(Items listed in a dataset)
╭──

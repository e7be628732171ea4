use super::{StarError, StarStatus, WeightSet};

/// The ring of integers. Only zero is starable, hence spontaneous cycles of nonzero weight
/// cannot be removed.
#[derive(Clone, Copy, Debug, Default, PartialEq, Eq, Hash)]
pub struct Z;

impl WeightSet for Z {
    type Weight = i64;

    const STAR_STATUS: StarStatus = StarStatus::NonStarable;

    fn zero(&self) -> i64 {
        0
    }

    fn one(&self) -> i64 {
        1
    }

    fn add(&self, l: &i64, r: &i64) -> i64 {
        l + r
    }

    fn mul(&self, l: &i64, r: &i64) -> i64 {
        l * r
    }

    fn star(&self, w: &i64) -> Result<i64, StarError> {
        if *w == 0 {
            Ok(1)
        } else {
            Err(StarError::new(self.name(), w))
        }
    }

    fn abs(&self, w: &i64) -> i64 {
        w.abs()
    }

    fn name(&self) -> &'static str {
        "z"
    }
}
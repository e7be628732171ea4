use std::sync::Arc;

use crate::{LabelSet, WeightSet};

/// The context of an automaton: the label set its transitions are labeled with and the weight
/// set its weights are drawn from. Contexts are immutable and cheap to clone, copies of an
/// automaton share their context.
#[derive(Debug, PartialEq)]
pub struct Context<L, W> {
    inner: Arc<(L, W)>,
}

impl<L, W> Clone for Context<L, W> {
    fn clone(&self) -> Self {
        Self {
            inner: Arc::clone(&self.inner),
        }
    }
}

impl<L: LabelSet, W: WeightSet> Context<L, W> {
    /// Creates a new context from the given label set and weight set.
    pub fn new(labelset: L, weightset: W) -> Self {
        Self {
            inner: Arc::new((labelset, weightset)),
        }
    }

    /// The label set.
    pub fn labelset(&self) -> &L {
        &self.inner.0
    }

    /// The weight set.
    pub fn weightset(&self) -> &W {
        &self.inner.1
    }

    /// A description such as `lan_char(ab), z`.
    pub fn name(&self) -> String {
        format!("{}, {}", self.labelset().name(), self.weightset().name())
    }
}

#[cfg(test)]
mod tests {
    use crate::prelude::*;

    #[test]
    fn context_name() {
        let ctx = Context::new(NullableSet::of_size(2), ZMin);
        assert_eq!(ctx.name(), "lan_char(ab), zmin");
        assert_eq!(ctx.clone(), ctx);
    }
}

╰──

Write down all of the records again, word for word.

**Written answer:**
repository e7be628732171ea4
use super::{StarError, StarStatus, WeightSet};

/// The ring of integers. Only zero is starable, hence spontaneous cycles of nonzero weight
/// cannot be removed.
#[derive(Clone, Copy, Debug, Default, PartialEq, Eq, Hash)]
pub struct Z;

impl WeightSet for Z {
    type Weight = i64;

    const STAR_STATUS: StarStatus = StarStatus::NonStarable;

    fn zero(&self) -> i64 {
        0
    }

    fn one(&self) -> i64 {
        1
    }

    fn add(&self, l: &i64, r: &i64) -> i64 {
        l + r
    }

    fn mul(&self, l: &i64, r: &i64) -> i64 {
        l * r
    }

    fn star(&self, w: &i64) -> Result<i64, StarError> {
        if *w == 0 {
            Ok(1)
        } else {
            Err(StarError::new(self.name(), w))
        }
    }

    fn abs(&self, w: &i64) -> i64 {
        w.abs()
    }

    fn name(&self) -> &'static str {
        "z"
    }
}
repository e7be628732171ea4
use std::sync::Arc;

use crate::{LabelSet, WeightSet};

/// The context of an automaton: the label set its transitions are labeled with and the weight
/// set its weights are drawn from. Contexts are immutable and cheap to clone, copies of an
/// automaton share their context.
#[derive(Debug, PartialEq)]
pub struct Context<L, W> {
    inner: Arc<(L, W)>,
}

impl<L, W> Clone for Context<L, W> {
    fn clone(&self) -> Self {
        Self {
            inner: Arc::clone(&self.inner),
        }
    }
}

impl<L: LabelSet, W: WeightSet> Context<L, W> {
    /// Creates a new context from the given label set and weight set.
    pub fn new(labelset: L, weightset: W) -> Self {
        Self {
            inner: Arc::new((labelset, weightset)),
        }
    }

    /// The label set.
    pub fn labelset(&self) -> &L {
        &self.inner.0
    }

    /// The weight set.
    pub fn weightset(&self) -> &W {
        &self.inner.1
    }

    /// A description such as `lan_char(ab), z`.
    pub fn name(&self) -> String {
        format!("{}, {}", self.labelset().name(), self.weightset().name())
    }
}

#[cfg(test)]
mod tests {
    use crate::prelude::*;

    #[test]
    fn context_name() {
        let ctx = Context::new(NullableSet::of_size(2), ZMin);
        assert_eq!(ctx.name(), "lan_char(ab), zmin");
        assert_eq!(ctx.clone(), ctx);
    }
}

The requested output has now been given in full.